## MATERIAL SHOWN
// src/handlers/oauth.rs

use axum::{
    Json,
    extract::{Query, State},
    response::IntoResponse,
};
use serde::Deserialize;
use serde_json::json;
use sqlx::PgPool;
use url::Url;

use crate::{
    config::Config,
    error::AppError,
    models::user::User,
    utils::jwt::sign_jwt,
};

const AUTHORIZE_ENDPOINT: &str = "https://accounts.google.com/o/oauth2/v2/auth";
const TOKEN_ENDPOINT: &str = "https://oauth2.googleapis.com/token";
const USERINFO_ENDPOINT: &str = "https://openidconnect.googleapis.com/v1/userinfo";

/// Token response from Google's token endpoint.
#[derive(Debug, Deserialize)]
struct TokenResponse {
    access_token: String,
}

/// Subset of the OpenID Connect userinfo document we care about.
#[derive(Debug, Deserialize)]
struct GoogleUserInfo {
    sub: String,
    email: String,
    name: String,
    #[serde(default)]
    picture: Option<String>,
}

fn google_settings(config: &Config) -> Result<(&str, &str, &str), AppError> {
    match (
        config.google_client_id.as_deref(),
        config.google_client_secret.as_deref(),
        config.google_redirect_url.as_deref(),
    ) {
        (Some(id), Some(secret), Some(redirect)) => Ok((id, secret, redirect)),
        _ => Err(AppError::BadRequest(
            "Google sign-in is not configured".to_string(),
        )),
    }
}

/// Builds the Google authorization URL for the frontend to redirect to.
pub fn authorize_url(client_id: &str, redirect_url: &str) -> Result<Url, AppError> {
    Url::parse_with_params(
        AUTHORIZE_ENDPOINT,
        &[
            ("client_id", client_id),
            ("redirect_uri", redirect_url),
            ("response_type", "code"),
            ("scope", "openid email profile"),
        ],
    )
    .map_err(|e| AppError::InternalServerError(e.to_string()))
}

/// Returns the URL the client should visit to start Google sign-in.
pub async fn google_login(State(config): State<Config>) -> Result<impl IntoResponse, AppError> {
    let (client_id, _, redirect_url) = google_settings(&config)?;
    let url = authorize_url(client_id, redirect_url)?;

    Ok(Json(json!({ "authorize_url": url.as_str() })))
}

#[derive(Debug, Deserialize)]
pub struct CallbackParams {
    pub code: String,
}

/// Handles the Google OAuth redirect: exchanges the authorization code,
/// fetches the user's profile, and signs them in.
///
/// Account resolution:
/// * a user already linked to this Google id logs straight in;
/// * an existing account with the same email gets the Google identity
///   linked to it;
/// * otherwise a new account is created (no local password).
pub async fn google_callback(
    State(pool): State<PgPool>,
    State(config): State<Config>,
    State(http): State<reqwest::Client>,
    Query(params): Query<CallbackParams>,
) -> Result<impl IntoResponse, AppError> {
    let (client_id, client_secret, redirect_url) = google_settings(&config)?;

    let token: TokenResponse = http
        .post(TOKEN_ENDPOINT)
        .form(&[
            ("code", params.code.as_str()),
            ("client_id", client_id),
            ("client_secret", client_secret),
            ("redirect_uri", redirect_url),
            ("grant_type", "authorization_code"),
        ])
        .send()
        .await?
        .error_for_status()
        .map_err(|e| {
            tracing::warn!("Google code exchange rejected: {:?}", e);
            AppError::AuthError("Google sign-in failed".to_string())
        })?
        .json()
        .await?;

    let info: GoogleUserInfo = http
        .get(USERINFO_ENDPOINT)
        .bearer_auth(&token.access_token)
        .send()
        .await?
        .error_for_status()
        .map_err(|e| {
            tracing::warn!("Google userinfo request rejected: {:?}", e);
            AppError::AuthError("Google sign-in failed".to_string())
        })?
        .json()
        .await?;

    let user = resolve_google_user(&pool, &info).await?;

    let jwt = sign_jwt(user.id, &config.jwt_secret, config.jwt_expiration)?;

    Ok(Json(json!({
        "token": jwt,
        "type": "Bearer",
        "user": user,
    })))
}

async fn resolve_google_user(pool: &PgPool, info: &GoogleUserInfo) -> Result<User, AppError> {
    let by_google_id = sqlx::query_as::<_, User>(
        r#"
        SELECT id, name, email, password, google_id, picture, created_at
        FROM users
        WHERE google_id = $1
        "#,
    )
    .bind(&info.sub)
    .fetch_optional(pool)
    .await?;

    if let Some(user) = by_google_id {
        return Ok(user);
    }

    // Existing email account: link the Google identity to it.
    let linked = sqlx::query_as::<_, User>(
        r#"
        UPDATE users
        SET google_id = $1, picture = COALESCE($2, picture)
        WHERE email = $3
        RETURNING id, name, email, password, google_id, picture, created_at
        "#,
    )
    .bind(&info.sub)
    .bind(&info.picture)
    .bind(&info.email)
    .fetch_optional(pool)
    .await?;

    if let Some(user) = linked {
        tracing::info!("Linked Google account to existing user {}", user.id);
        return Ok(user);
    }

    // Brand new user, created without a local password.
    let created = sqlx::query_as::<_, User>(
        r#"
        INSERT INTO users (name, email, google_id, picture)
        VALUES ($1, $2, $3, $4)
        RETURNING id, name, email, password, google_id, picture, created_at
        "#,
    )
    .bind(&info.name)
    .bind(&info.email)
    .bind(&info.sub)
    .bind(&info.picture)
    .fetch_one(pool)
    .await?;

    tracing::info!("Created user {} via Google sign-in", created.id);
    Ok(created)
}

## WHAT THE EXERCISE ASKS
Determine how many lines of the listing hold the word "rejected", then write only that number.

## OUTPUT OF THE TASK
2